Пассажир дальнего плавания - Пунченок Александр Ефимович 15 стр.


- Это как сказать, - горячился старший помощник. - Яша - он сообразительный, лихой моряк, и его призвание - штурманское дело…

Ведь не из-за Яшки спорили, а всё по той же старой-престарой причине: чья специальность лучше и важней.

Когда спорщики мало-помалу успокоились, снова заговорил Александр Петрович. До того он не мешал спорить.

- Следовательно, - сказал капитан, - решил я поступить так: пассажира Якова Кубаса с вверенного мне парохода списать на берег в распоряжение начальника зимовки. Пусть ожидает самолета и ест огурцы там. Но надо объяснить мальчику, внушить, что он заслужил наказание большее. Кому бы поручить это?
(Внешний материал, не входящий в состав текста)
// libjyutping/src/decoder.rs
//
// Jyutping flavour of the core decoder: single-syllable words that the
// language model has never seen are kept out of the lattice, unless they
// start right at the beginning of the input.

use crate::dictionary::JyutpingDictionary;
use crate::match_state::JyutpingMatchState;
use libchinese_core::{DecodeOptions, Decoder, LanguageModel, Lattice, SegmentGraph, State};

pub struct JyutpingDecoder<'a, M> {
    inner: Decoder<'a, JyutpingDictionary, M>,
}

impl<'a, M: LanguageModel> JyutpingDecoder<'a, M> {
    pub fn new(dict: &'a JyutpingDictionary, model: &'a M) -> Self {
        Self {
            inner: Decoder::new(dict, model),
        }
    }

    pub fn dict(&self) -> &JyutpingDictionary {
        self.inner.dict()
    }

    pub fn model(&self) -> &M {
        self.inner.model()
    }

    /// Decode `graph` into `lattice`. Returns whether a sentence reached the
    /// end of the input.
    pub fn decode(
        &self,
        lattice: &mut Lattice,
        graph: &SegmentGraph,
        state: &State,
        options: &DecodeOptions,
        match_state: Option<&mut JyutpingMatchState>,
    ) -> bool {
        let model = self.inner.model();
        let start = graph.start();
        self.inner
            .decode_with(lattice, graph, state, options, match_state, |path, word, data| {
                let single = data.encoded().len() == 2;
                let at_start = path.first() == Some(&start);
                !(model.is_unknown(word.index(), word.word()) && single && !at_start)
            })
    }
}

#[cfg(test)]
mod tests {
    use super::*;
    use crate::dictionary::DictFormat;
    use crate::encoder::parse_user_jyutping;
    use libchinese_core::NGramModel;

    fn setup() -> (JyutpingDictionary, NGramModel) {
        let mut dict = JyutpingDictionary::new();
        let text = "你 nei 0\n好 hou 0\n號 hou 0\n你好 nei'hou 0\n";
        dict.load(0, text.as_bytes(), DictFormat::Text).unwrap();
        let mut model = NGramModel::new();
        model.insert_unigram("你", -1.0, 0.0);
        model.insert_unigram("好", -1.0, 0.0);
        model.insert_unigram("你好", -1.5, 0.0);
        (dict, model)
    }

    #[test]
    fn unknown_single_syllable_word_only_at_start() {
        let (dict, model) = setup();
        let decoder = JyutpingDecoder::new(&dict, &model);
        let graph = parse_user_jyutping("neihou", true);
        let mut lattice = Lattice::new();
        let options = DecodeOptions {
            nbest: 3,
            ..DecodeOptions::default()
        };
        assert!(decoder.decode(&mut lattice, &graph, &model.null_state(), &options, None));
        let words: Vec<&str> = lattice.nodes(6).iter().map(|n| n.word()).collect();
        assert!(words.contains(&"好"));
        assert!(words.contains(&"你好"));
        assert!(!words.contains(&"號"));

        let graph = parse_user_jyutping("hou", true);
        let mut lattice = Lattice::new();
        decoder.decode(&mut lattice, &graph, &model.null_state(), &options, None);
        let words: Vec<&str> = lattice.nodes(3).iter().map(|n| n.word()).collect();
        assert!(words.contains(&"號"));
    }

    #[test]
    fn best_sentence_uses_phrase() {
        let (dict, model) = setup();
        let decoder = JyutpingDecoder::new(&dict, &model);
        let graph = parse_user_jyutping("neihou", true);
        let mut lattice = Lattice::new();
        let mut state = JyutpingMatchState::new();
        decoder.decode(
            &mut lattice,
            &graph,
            &model.null_state(),
            &DecodeOptions::default(),
            Some(&mut state),
        );
        assert_eq!(lattice.sentence(0).unwrap().to_string(), "你好");
    }
}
- Да хоть мне, - вызвался старпом.

- Могу и я, - поднялся стармех.

- Разрешите, Александр Петрович, мне? - дядя Миша стоял в дверях и чему-то улыбался. - У меня, правда, своих детей не водилось, и как им объяснять такое, - я не особенный мастер, но попробую.

- Добро, - согласился капитан.

Глава двадцать шестая

О дружбе и расставании. - Яшка возвращает подарки. - Сборы. - Последние советы дяди Миши.
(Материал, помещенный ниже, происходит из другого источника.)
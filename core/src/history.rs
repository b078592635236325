// core/src/history.rs
//
// Rolling history of committed sentences used for adaptive scoring.
// Keeps unigram and bigram counts over the most recent `capacity` words;
// older sentences fall out of the window in FIFO order.

use crate::language_model::ModelError;
use serde::{Deserialize, Serialize};
use ahash::AHashMap;
use std::collections::VecDeque;
use std::io::{Read, Write};

/// Score returned for words never seen in the history.
pub const HISTORY_UNKNOWN_SCORE: f32 = -12.0;

/// Share of the bigram estimate when mixing with the unigram estimate.
const BIGRAM_WEIGHT: f32 = 0.68;

#[derive(Debug, Clone, Serialize, Deserialize)]
pub struct HistoryBigram {
    sentences: VecDeque<Vec<String>>,
    unigram: AHashMap<String, u32>,
    bigram: AHashMap<(String, String), u32>,
    total_words: usize,
    capacity: usize,
}

impl Default for HistoryBigram {
    fn default() -> Self {
        Self::with_capacity(8192)
    }
}

impl HistoryBigram {
    pub fn new() -> Self {
        Self::default()
    }

    /// History that keeps at most `capacity` words.
    pub fn with_capacity(capacity: usize) -> Self {
        Self {
            sentences: VecDeque::new(),
            unigram: AHashMap::new(),
            bigram: AHashMap::new(),
            total_words: 0,
            capacity: capacity.max(1),
        }
    }

    /// Record a committed sentence (a sequence of words).
    pub fn add<S: AsRef<str>>(&mut self, sentence: &[S]) {
        let words: Vec<String> = sentence
            .iter()
            .map(|w| w.as_ref().to_string())
            .filter(|w| !w.is_empty())
            .collect();
        if words.is_empty() {
            return;
        }
        self.count(&words, true);
        self.total_words += words.len();
        self.sentences.push_back(words);

        while self.total_words > self.capacity {
            match self.sentences.pop_front() {
                Some(old) => {
                    self.count(&old, false);
                    self.total_words -= old.len();
                }
                None => break,
            }
        }
    }

    fn count(&mut self, words: &[String], add: bool) {
        fn bump<K: std::hash::Hash + Eq>(map: &mut AHashMap<K, u32>, key: K, add: bool) {
            if add {
                *map.entry(key).or_insert(0) += 1;
            } else if let Some(c) = map.get_mut(&key) {
                *c = c.saturating_sub(1);
                if *c == 0 {
                    map.remove(&key);
                }
            }
        }
        for (i, w) in words.iter().enumerate() {
            bump(&mut self.unigram, w.clone(), add);
            if i > 0 {
                bump(&mut self.bigram, (words[i - 1].clone(), w.clone()), add);
            }
        }
    }

    pub fn unigram_freq(&self, word: &str) -> u32 {
        self.unigram.get(word).copied().unwrap_or(0)
    }

    pub fn bigram_freq(&self, prev: &str, word: &str) -> u32 {
        self.bigram
            .get(&(prev.to_string(), word.to_string()))
            .copied()
            .unwrap_or(0)
    }

    pub fn is_unknown(&self, word: &str) -> bool {
        self.unigram_freq(word) == 0
    }

    /// log10 score of `word` following `prev`.
    pub fn score(&self, prev: Option<&str>, word: &str) -> f32 {
        let uf = self.unigram_freq(word);
        if uf == 0 {
            return HISTORY_UNKNOWN_SCORE;
        }
        let pu = uf as f32 / (self.total_words as f32 + 1.0);
        let pb = match prev {
            Some(prev) => {
                let bf = self.bigram_freq(prev, word);
                bf as f32 / (self.unigram_freq(prev) as f32 + 1.0)
            }
            None => 0.0,
        };
        (BIGRAM_WEIGHT * pb + (1.0 - BIGRAM_WEIGHT) * pu).log10()
    }

    /// Drop every sentence that contains `word`.
    pub fn forget(&mut self, word: &str) {
        let kept: Vec<_> = self
            .sentences
            .drain(..)
            .filter(|s| !s.iter().any(|w| w == word))
            .collect();
        self.unigram.clear();
        self.bigram.clear();
        self.total_words = 0;
        for sentence in kept {
            self.add(&sentence);
        }
    }

    pub fn clear(&mut self) {
        self.sentences.clear();
        self.unigram.clear();
        self.bigram.clear();
        self.total_words = 0;
    }

    pub fn len(&self) -> usize {
        self.sentences.len()
    }

    pub fn is_empty(&self) -> bool {
        self.sentences.is_empty()
    }

    pub fn save<W: Write>(&self, writer: W) -> Result<(), ModelError> {
        bincode::serialize_into(writer, self)?;
        Ok(())
    }

    pub fn load<R: Read>(reader: R) -> Result<Self, ModelError> {
        Ok(bincode::deserialize_from(reader)?)
    }
}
На берегу, где много людей, часто бывает так, что расстаешься с другом и скоро начинаешь забывать о разлуке. Встречаются другие люди, заводятся новые знакомства и дружба, а память о старых друзьях мало-помалу сглаживается.
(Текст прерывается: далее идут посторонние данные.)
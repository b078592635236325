// libjyutping/src/data.rs
//
// Static syllable tables.
//
// The syllable map is generated once from the finals each initial combines
// with, plus the syllabic nasals (`m`, `ng`, `hm`, `hng`). The validity bitmap
// is derived from the same map, so both always agree. The inner-segment table
// lists `ng-`/`m-` compounds that can also be read as two syllables.

use crate::encoder::{
    pair_index, JyutpingFinal as F, JyutpingInitial as I, JyutpingSyllable, FIRST_FINAL,
    FIRST_INITIAL, LAST_FINAL, LAST_INITIAL,
};
use ahash::AHashMap;
use once_cell::sync::Lazy;
use phf::phf_map;

const COMMON: &[F] = &[
    F::AA, F::AAI, F::AAU, F::AAM, F::AAN, F::AANG, F::AAP, F::AAT, F::AAK, F::AI, F::AU, F::AM,
    F::AN, F::ANG, F::AP, F::AT, F::AK, F::E, F::EI, F::ENG, F::EK, F::I, F::IU, F::IM, F::IN,
    F::ING, F::IP, F::IT, F::IK, F::O, F::OI, F::OU, F::ONG, F::OK, F::OE, F::OENG, F::OEK,
    F::EOI, F::EON, F::EOT, F::UNG, F::UK, F::YU, F::YUN, F::YUT,
];

const LABIAL: &[F] = &[
    F::AA, F::AAI, F::AAU, F::AAN, F::AANG, F::AAT, F::AAK, F::AI, F::AU, F::AM, F::AN, F::ANG,
    F::AT, F::AK, F::E, F::EI, F::ENG, F::EK, F::I, F::IU, F::IN, F::ING, F::IT, F::IK, F::O,
    F::OU, F::ONG, F::OK, F::UI, F::UN, F::UT, F::UNG, F::UK,
];

/// Finals each initial combines with.
const FINALS_BY_INITIAL: &[(I, &[F])] = &[
    (I::B, LABIAL),
    (I::P, LABIAL),
    (
        I::M,
        &[
            F::AA, F::AAI, F::AAU, F::AAN, F::AANG, F::AAT, F::AAK, F::AI, F::AU, F::AN, F::ANG,
            F::AT, F::AK, F::E, F::EI, F::ENG, F::EK, F::I, F::IU, F::IN, F::ING, F::IT, F::IK,
            F::O, F::OU, F::ONG, F::OK, F::UI, F::UN, F::UT, F::UNG, F::UK,
        ],
    ),
    (
        I::F,
        &[
            F::AA, F::AAI, F::AAN, F::AANG, F::AAT, F::AI, F::AU, F::AN, F::ANG, F::AT, F::EI,
            F::ING, F::O, F::ONG, F::OK, F::U, F::UI, F::UN, F::UNG, F::UK,
        ],
    ),
    (
        I::D,
        &[
            F::AA, F::AAI, F::AAU, F::AAM, F::AAN, F::AANG, F::AAP, F::AAT, F::AAK, F::AI, F::AU,
            F::AM, F::AN, F::ANG, F::AP, F::AT, F::AK, F::E, F::EI, F::ENG, F::EK, F::I, F::IU,
            F::IM, F::IN, F::ING, F::IP, F::IT, F::IK, F::O, F::OI, F::OU, F::ONG, F::OK, F::OE,
            F::OENG, F::OEK, F::EOI, F::EON, F::EOT, F::UNG, F::UK, F::YUN, F::YUT,
        ],
    ),
    (
        I::T,
        &[
            F::AA, F::AAI, F::AAU, F::AAM, F::AAN, F::AANG, F::AAP, F::AAT, F::AAK, F::AI, F::AU,
            F::AM, F::AN, F::ANG, F::AP, F::AT, F::AK, F::E, F::EI, F::ENG, F::EK, F::I, F::IU,
            F::IM, F::IN, F::ING, F::IP, F::IT, F::IK, F::O, F::OI, F::OU, F::ONG, F::OK, F::OE,
            F::OENG, F::OEK, F::EOI, F::EON, F::EOT, F::UNG, F::UK, F::YUN, F::YUT,
        ],
    ),
    (
        I::N,
        &[
            F::AA, F::AAI, F::AAU, F::AAM, F::AAN, F::AANG, F::AAP, F::AAT, F::AAK, F::AI, F::AU,
            F::AM, F::AN, F::ANG, F::AP, F::AT, F::AK, F::E, F::EI, F::ENG, F::I, F::IU, F::IM,
            F::IN, F::ING, F::IP, F::IK, F::O, F::OI, F::OU, F::ONG, F::OK, F::OENG, F::EOI,
            F::EON, F::UNG, F::UK, F::YU, F::YUN, F::YUT,
        ],
    ),
    (I::L, COMMON),
    (
        I::G,
        &[
            F::AA, F::AAI, F::AAU, F::AAM, F::AAN, F::AANG, F::AAP, F::AAT, F::AAK, F::AI, F::AU,
            F::AM, F::AN, F::ANG, F::AP, F::AT, F::AK, F::E, F::EI, F::ENG, F::I, F::IU, F::IM,
            F::IN, F::ING, F::IP, F::IT, F::IK, F::O, F::OI, F::OU, F::ON, F::ONG, F::OT, F::OK,
            F::OE, F::OENG, F::OEK, F::EOI, F::UNG, F::UK,
        ],
    ),
    (
        I::K,
        &[
            F::AA, F::AAI, F::AAU, F::AAM, F::AAN, F::AANG, F::AAP, F::AAT, F::AAK, F::AI, F::AU,
            F::AM, F::AN, F::ANG, F::AP, F::AT, F::AK, F::E, F::EI, F::ENG, F::EK, F::I, F::IU,
            F::IM, F::IN, F::ING, F::IP, F::IT, F::IK, F::O, F::OI, F::OU, F::ONG, F::OK, F::OENG,
            F::OEK, F::EOI, F::UI, F::UNG, F::UK, F::YUN, F::YUT,
        ],
    ),
    (
        I::NG,
        &[
            F::AA, F::AAI, F::AAU, F::AAM, F::AAN, F::AANG, F::AAP, F::AAK, F::AI, F::AU, F::AM,
            F::AN, F::ANG, F::AP, F::AT, F::AK, F::O, F::OI, F::OU, F::ON, F::ONG, F::OK,
        ],
    ),
    (
        I::H,
        &[
            F::AA, F::AAI, F::AAU, F::AAM, F::AAN, F::AANG, F::AAP, F::AAT, F::AAK, F::AI, F::AU,
            F::AM, F::AN, F::ANG, F::AP, F::AT, F::AK, F::E, F::EI, F::ENG, F::EK, F::I, F::IU,
            F::IM, F::IN, F::ING, F::IP, F::IT, F::IK, F::O, F::OI, F::OU, F::ON, F::ONG, F::OT,
            F::OK, F::OE, F::OENG, F::OEK, F::EOI, F::UNG, F::UK, F::YUN, F::YUT,
        ],
    ),
    (
        I::GW,
        &[
            F::AA, F::AAI, F::AAN, F::AANG, F::AAT, F::AAK, F::AI, F::AN, F::ANG, F::AT, F::IK,
            F::ING, F::O, F::OK, F::ONG,
        ],
    ),
    (
        I::KW,
        &[
            F::AA, F::AAI, F::AANG, F::AI, F::AN, F::ANG, F::AT, F::IK, F::ING, F::ONG,
        ],
    ),
    (
        I::W,
        &[
            F::AA, F::AAI, F::AAN, F::AANG, F::AAT, F::AAK, F::AI, F::AN, F::ANG, F::AT, F::AK,
            F::E, F::ING, F::IK, F::O, F::ONG, F::OK, F::U, F::UI, F::UN, F::UT,
        ],
    ),
    (I::Z, COMMON),
    (I::C, COMMON),
    (I::S, COMMON),
    (
        I::J,
        &[
            F::AA, F::AAI, F::AAU, F::AAN, F::AANG, F::AAP, F::AAT, F::AAK, F::AI, F::AU, F::AM,
            F::AN, F::ANG, F::AP, F::AT, F::E, F::EI, F::ENG, F::EK, F::I, F::IU, F::IM, F::IN,
            F::ING, F::IP, F::IT, F::IK, F::O, F::OI, F::OU, F::ONG, F::OK, F::OE, F::OENG,
            F::OEK, F::EOI, F::EON, F::EOT, F::UNG, F::UK, F::YU, F::YUN, F::YUT,
        ],
    ),
    (
        I::Zero,
        &[
            F::AA, F::AAI, F::AAU, F::AAM, F::AAN, F::AANG, F::AAP, F::AAT, F::AAK, F::AI, F::AU,
            F::AM, F::AN, F::ANG, F::AP, F::AT, F::AK, F::E, F::EI, F::O, F::OI, F::OU, F::ON,
            F::ONG, F::OK, F::UK, F::UNG,
        ],
    ),
];

/// Syllabic nasals, spelled out explicitly.
const NASALS: &[(&str, I, F)] = &[
    ("m", I::M, F::Zero),
    ("ng", I::NG, F::Zero),
    ("hm", I::H, F::M),
    ("hng", I::H, F::NG),
];

static SYLLABLES: Lazy<AHashMap<String, JyutpingSyllable>> = Lazy::new(|| {
    let mut map = AHashMap::new();
    for &(initial, finals) in FINALS_BY_INITIAL {
        for &final_ in finals {
            let syllable = JyutpingSyllable::new(initial, final_);
            map.insert(syllable.to_string(), syllable);
        }
    }
    for &(spelling, initial, final_) in NASALS {
        map.insert(spelling.to_string(), JyutpingSyllable::new(initial, final_));
    }
    map
});

static VALID_PAIRS: Lazy<Vec<bool>> = Lazy::new(|| {
    let initials = (LAST_INITIAL - FIRST_INITIAL) as usize + 1;
    let finals = (LAST_FINAL - FIRST_FINAL) as usize + 1;
    let mut bits = vec![false; initials * finals];
    for syllable in SYLLABLES.values() {
        bits[pair_index(syllable.initial(), syllable.final_())] = true;
    }
    bits
});

/// Compounds that also split into an `ng`/`m` syllable and a zero-initial
/// syllable.
static INNER_SEGMENT: phf::Map<&'static str, (&'static str, &'static str)> = phf_map! {
    "ngaa" => ("ng", "aa"),
    "ngaai" => ("ng", "aai"),
    "ngaau" => ("ng", "aau"),
    "ngaam" => ("ng", "aam"),
    "ngaan" => ("ng", "aan"),
    "ngaang" => ("ng", "aang"),
    "ngaap" => ("ng", "aap"),
    "ngaak" => ("ng", "aak"),
    "ngai" => ("ng", "ai"),
    "ngau" => ("ng", "au"),
    "ngam" => ("ng", "am"),
    "ngan" => ("ng", "an"),
    "ngang" => ("ng", "ang"),
    "ngap" => ("ng", "ap"),
    "ngat" => ("ng", "at"),
    "ngak" => ("ng", "ak"),
    "ngoi" => ("ng", "oi"),
    "ngou" => ("ng", "ou"),
    "ngon" => ("ng", "on"),
    "ngong" => ("ng", "ong"),
    "ngok" => ("ng", "ok"),
    "maai" => ("m", "aai"),
    "maau" => ("m", "aau"),
    "maan" => ("m", "aan"),
    "maang" => ("m", "aang"),
    "maat" => ("m", "aat"),
    "maak" => ("m", "aak"),
};

/// Look up a full syllable spelling.
pub fn syllable(spelling: &str) -> Option<JyutpingSyllable> {
    SYLLABLES.get(spelling).copied()
}

/// Every syllable spelling with its pair, in no particular order.
pub fn syllables() -> impl Iterator<Item = (&'static str, JyutpingSyllable)> {
    SYLLABLES.iter().map(|(s, syl)| (s.as_str(), *syl))
}

pub(crate) fn is_valid_pair(initial: I, final_: F) -> bool {
    VALID_PAIRS
        .get(pair_index(initial, final_))
        .copied()
        .unwrap_or(false)
}

/// Two-syllable reading of an `ng`/`m` compound.
pub fn inner_segment(spelling: &str) -> Option<(&'static str, &'static str)> {
    INNER_SEGMENT.get(spelling).copied()
}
В море совсем иначе. На пароходе людей мало, все живут друг у друга на виду и работают бок о бок. И если человек покидает судно, своих друзей, то сразу становится как-то пусто, не хватает его на вахте, в столовой, в каюте. Да, морская дружба - особая дружба, и в море расставание с товарищем гораздо тяжелей, нежели на берегу.

Когда дядя Миша вошел в яшкину каюту, мальчик раскладывал на столе свои пожитки. Повар сел и молча стал наблюдать за ним. Яшка несколько раз перекладывал вещи то так, то этак, что-то озабоченно бормотал, пересчитывал. Дядя Миша хотел уже сказать о решении капитана, но Яшка выбрал кисточку для бритья, подтяжки и подал их повару.

- Это дяде Саше Костюничеву.

- Костюничеву? - удивился дядя Миша. - Хорошо, передам.

- А это Поле, - Яшка протянул кусок розового душистого мыла.

- Спасибо.

- А это тебе, - мальчик вертел в руках старый, негодный будильник, - его если починить, - он, знаешь, как ходить будет? Со звоном. - Яшка встряхнул будильник над ухом повара. - Слышишь? Тут одних колесиков сколько, и еще два запасных. А пружина, ого!

Дядя Миша и пришел-то расстроенный, а тут совсем разжалобился. Значит, Яшка всё уже знал, раскаялся и вот наказывал себя, возвращая подаренные ему вещи.

Повар отложил будильник в сторону и притянул к себе Яшку:

- Стыдно, конечно, виноват ведь… Эх-хе, и как у тебя поднялась рука на огурец на тот, горе ты мое!

- Какой там огурец! - усмехнулся Яшка, вспомнив слова Томушкина. - Горечь одна.

- Какой бы там ни был, а всей команде стыд.

- Капитан срамил? - угрюмо спросил Яшка. - Здорово срамил? Поди, и сейчас не унялся. Чего же вы? Берите - Он отвернулся, чтобы не смотреть на будильник. Не хотелось отдавать его. Но забирать всё с собой тоже нельзя было. Об этом Яшка уже думал. Скажут потом: "Вот мы ему подарки подарили, а он огурец стащил".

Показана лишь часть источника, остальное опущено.